* [Extracted entries]:
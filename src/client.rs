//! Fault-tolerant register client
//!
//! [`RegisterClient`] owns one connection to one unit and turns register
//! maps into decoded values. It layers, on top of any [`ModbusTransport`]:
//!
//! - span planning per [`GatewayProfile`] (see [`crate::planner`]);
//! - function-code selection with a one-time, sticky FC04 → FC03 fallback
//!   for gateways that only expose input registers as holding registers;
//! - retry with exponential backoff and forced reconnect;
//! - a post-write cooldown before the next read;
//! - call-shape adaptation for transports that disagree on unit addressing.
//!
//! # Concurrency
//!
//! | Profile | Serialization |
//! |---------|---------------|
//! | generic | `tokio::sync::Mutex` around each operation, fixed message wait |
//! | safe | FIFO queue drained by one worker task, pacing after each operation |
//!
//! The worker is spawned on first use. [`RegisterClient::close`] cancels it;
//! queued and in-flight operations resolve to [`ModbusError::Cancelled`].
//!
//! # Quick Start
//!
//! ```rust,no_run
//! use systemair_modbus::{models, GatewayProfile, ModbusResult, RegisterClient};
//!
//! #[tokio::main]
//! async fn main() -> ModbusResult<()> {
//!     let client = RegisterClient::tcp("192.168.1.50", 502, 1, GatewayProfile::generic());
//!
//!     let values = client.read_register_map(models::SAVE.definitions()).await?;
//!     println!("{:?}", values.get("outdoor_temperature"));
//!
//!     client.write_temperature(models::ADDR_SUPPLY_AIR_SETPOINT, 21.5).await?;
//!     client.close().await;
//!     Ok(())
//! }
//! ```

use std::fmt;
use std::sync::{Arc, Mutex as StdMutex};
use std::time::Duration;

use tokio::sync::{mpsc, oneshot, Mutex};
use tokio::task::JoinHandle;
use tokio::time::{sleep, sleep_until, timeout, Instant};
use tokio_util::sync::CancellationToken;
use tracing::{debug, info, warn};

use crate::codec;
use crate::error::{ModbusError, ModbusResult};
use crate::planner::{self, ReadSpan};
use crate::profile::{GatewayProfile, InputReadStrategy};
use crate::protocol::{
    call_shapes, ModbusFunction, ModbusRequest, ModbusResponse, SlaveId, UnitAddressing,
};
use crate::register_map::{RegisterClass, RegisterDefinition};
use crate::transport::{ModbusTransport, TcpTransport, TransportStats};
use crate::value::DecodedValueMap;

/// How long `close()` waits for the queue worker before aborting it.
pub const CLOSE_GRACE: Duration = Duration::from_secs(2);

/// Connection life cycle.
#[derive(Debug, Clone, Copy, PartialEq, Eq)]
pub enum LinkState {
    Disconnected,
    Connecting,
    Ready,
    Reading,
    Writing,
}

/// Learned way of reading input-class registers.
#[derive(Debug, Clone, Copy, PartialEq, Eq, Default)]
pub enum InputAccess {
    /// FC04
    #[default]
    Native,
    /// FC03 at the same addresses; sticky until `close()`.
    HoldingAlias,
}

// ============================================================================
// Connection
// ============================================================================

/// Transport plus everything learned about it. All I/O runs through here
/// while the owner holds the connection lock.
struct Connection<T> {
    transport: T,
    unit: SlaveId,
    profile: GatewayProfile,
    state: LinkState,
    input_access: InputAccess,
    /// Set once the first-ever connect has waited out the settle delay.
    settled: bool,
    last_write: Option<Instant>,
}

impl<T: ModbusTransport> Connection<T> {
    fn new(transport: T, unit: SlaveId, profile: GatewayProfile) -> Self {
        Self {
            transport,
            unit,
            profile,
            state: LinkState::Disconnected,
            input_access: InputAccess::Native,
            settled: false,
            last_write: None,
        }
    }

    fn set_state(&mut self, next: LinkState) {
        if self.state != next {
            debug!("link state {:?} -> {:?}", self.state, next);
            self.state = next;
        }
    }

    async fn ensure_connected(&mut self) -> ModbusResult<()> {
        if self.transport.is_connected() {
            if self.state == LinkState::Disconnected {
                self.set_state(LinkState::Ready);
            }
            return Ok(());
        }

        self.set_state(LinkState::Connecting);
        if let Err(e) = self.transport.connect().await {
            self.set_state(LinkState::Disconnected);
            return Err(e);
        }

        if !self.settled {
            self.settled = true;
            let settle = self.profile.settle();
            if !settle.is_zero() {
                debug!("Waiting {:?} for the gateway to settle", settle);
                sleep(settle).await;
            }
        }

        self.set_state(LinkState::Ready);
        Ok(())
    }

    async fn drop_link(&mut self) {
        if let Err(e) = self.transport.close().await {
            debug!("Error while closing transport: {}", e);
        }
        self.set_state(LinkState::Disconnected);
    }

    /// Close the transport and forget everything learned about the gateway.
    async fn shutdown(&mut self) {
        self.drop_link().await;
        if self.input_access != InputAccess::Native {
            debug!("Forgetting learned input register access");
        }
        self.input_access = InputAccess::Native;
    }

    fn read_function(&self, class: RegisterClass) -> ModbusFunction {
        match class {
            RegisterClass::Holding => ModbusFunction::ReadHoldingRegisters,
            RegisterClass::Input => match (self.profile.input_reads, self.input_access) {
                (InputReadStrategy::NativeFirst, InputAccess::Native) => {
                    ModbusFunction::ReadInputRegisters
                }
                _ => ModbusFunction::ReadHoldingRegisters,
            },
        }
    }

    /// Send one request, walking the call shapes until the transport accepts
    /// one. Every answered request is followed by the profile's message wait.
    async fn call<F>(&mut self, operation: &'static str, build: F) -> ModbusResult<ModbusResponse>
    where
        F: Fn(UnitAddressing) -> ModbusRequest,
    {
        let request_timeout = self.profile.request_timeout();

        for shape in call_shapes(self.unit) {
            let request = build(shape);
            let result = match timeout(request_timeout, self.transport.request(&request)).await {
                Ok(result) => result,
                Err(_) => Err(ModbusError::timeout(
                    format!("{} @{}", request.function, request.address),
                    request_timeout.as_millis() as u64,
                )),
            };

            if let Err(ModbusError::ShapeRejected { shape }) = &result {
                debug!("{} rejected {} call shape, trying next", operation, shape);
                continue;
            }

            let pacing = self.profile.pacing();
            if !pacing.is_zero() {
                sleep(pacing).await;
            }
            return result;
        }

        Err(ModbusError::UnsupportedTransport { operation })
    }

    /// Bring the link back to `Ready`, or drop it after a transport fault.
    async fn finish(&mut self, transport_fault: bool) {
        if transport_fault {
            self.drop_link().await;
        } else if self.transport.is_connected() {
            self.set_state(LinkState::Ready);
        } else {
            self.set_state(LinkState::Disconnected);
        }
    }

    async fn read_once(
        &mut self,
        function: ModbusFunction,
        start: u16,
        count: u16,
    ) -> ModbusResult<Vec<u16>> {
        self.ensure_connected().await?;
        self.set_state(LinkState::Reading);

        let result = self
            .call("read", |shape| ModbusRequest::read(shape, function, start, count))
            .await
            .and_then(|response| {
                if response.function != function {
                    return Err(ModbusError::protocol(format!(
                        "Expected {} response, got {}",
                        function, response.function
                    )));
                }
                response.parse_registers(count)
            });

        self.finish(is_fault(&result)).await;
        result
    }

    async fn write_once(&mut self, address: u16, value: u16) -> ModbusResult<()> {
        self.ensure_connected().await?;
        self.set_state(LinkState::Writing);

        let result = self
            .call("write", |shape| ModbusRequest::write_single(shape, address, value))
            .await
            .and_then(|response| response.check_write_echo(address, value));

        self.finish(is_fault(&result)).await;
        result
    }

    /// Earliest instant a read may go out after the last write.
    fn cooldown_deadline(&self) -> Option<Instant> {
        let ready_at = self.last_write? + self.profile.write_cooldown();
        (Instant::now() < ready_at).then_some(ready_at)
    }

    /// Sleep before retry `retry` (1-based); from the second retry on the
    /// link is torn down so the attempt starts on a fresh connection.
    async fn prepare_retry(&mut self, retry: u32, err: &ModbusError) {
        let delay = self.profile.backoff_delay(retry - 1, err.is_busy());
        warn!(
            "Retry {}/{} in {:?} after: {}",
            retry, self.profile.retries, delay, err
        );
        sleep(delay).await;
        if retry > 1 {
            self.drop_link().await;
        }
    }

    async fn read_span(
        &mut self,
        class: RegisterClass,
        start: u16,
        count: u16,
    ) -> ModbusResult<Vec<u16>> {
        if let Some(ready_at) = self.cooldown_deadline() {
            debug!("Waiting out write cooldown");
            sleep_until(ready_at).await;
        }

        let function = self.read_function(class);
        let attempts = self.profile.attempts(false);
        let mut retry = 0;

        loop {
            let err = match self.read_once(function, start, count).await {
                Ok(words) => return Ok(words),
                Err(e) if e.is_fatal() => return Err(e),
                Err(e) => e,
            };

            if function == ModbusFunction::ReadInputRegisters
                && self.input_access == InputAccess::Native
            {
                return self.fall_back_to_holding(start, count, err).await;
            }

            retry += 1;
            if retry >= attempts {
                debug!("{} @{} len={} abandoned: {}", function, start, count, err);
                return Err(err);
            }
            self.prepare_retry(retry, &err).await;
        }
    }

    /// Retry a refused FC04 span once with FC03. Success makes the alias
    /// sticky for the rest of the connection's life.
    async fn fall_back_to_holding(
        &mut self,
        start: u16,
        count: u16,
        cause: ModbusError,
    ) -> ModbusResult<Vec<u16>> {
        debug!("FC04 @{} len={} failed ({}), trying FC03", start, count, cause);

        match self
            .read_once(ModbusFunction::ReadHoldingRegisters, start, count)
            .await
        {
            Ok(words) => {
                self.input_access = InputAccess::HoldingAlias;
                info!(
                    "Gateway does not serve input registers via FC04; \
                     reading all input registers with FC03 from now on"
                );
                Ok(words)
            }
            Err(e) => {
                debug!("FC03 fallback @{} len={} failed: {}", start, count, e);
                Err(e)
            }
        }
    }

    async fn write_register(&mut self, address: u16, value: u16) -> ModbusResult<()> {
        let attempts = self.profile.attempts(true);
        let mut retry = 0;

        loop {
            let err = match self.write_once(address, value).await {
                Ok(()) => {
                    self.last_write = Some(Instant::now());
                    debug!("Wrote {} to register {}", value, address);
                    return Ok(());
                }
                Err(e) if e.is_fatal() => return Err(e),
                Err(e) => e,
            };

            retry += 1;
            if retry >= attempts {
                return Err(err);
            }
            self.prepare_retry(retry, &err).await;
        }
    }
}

* [The problem]: Copy all lines in the listing above where the string "return" appears.

* [Your solution]:
            return Ok(());
            return Err(e);
            return result;
                    return Err(ModbusError::protocol(format!(
                Ok(words) => return Ok(words),
                Err(e) if e.is_fatal() => return Err(e),
                return self.fall_back_to_holding(start, count, err).await;
                return Err(err);
                    return Ok(());
                Err(e) if e.is_fatal() => return Err(e),
                return Err(err);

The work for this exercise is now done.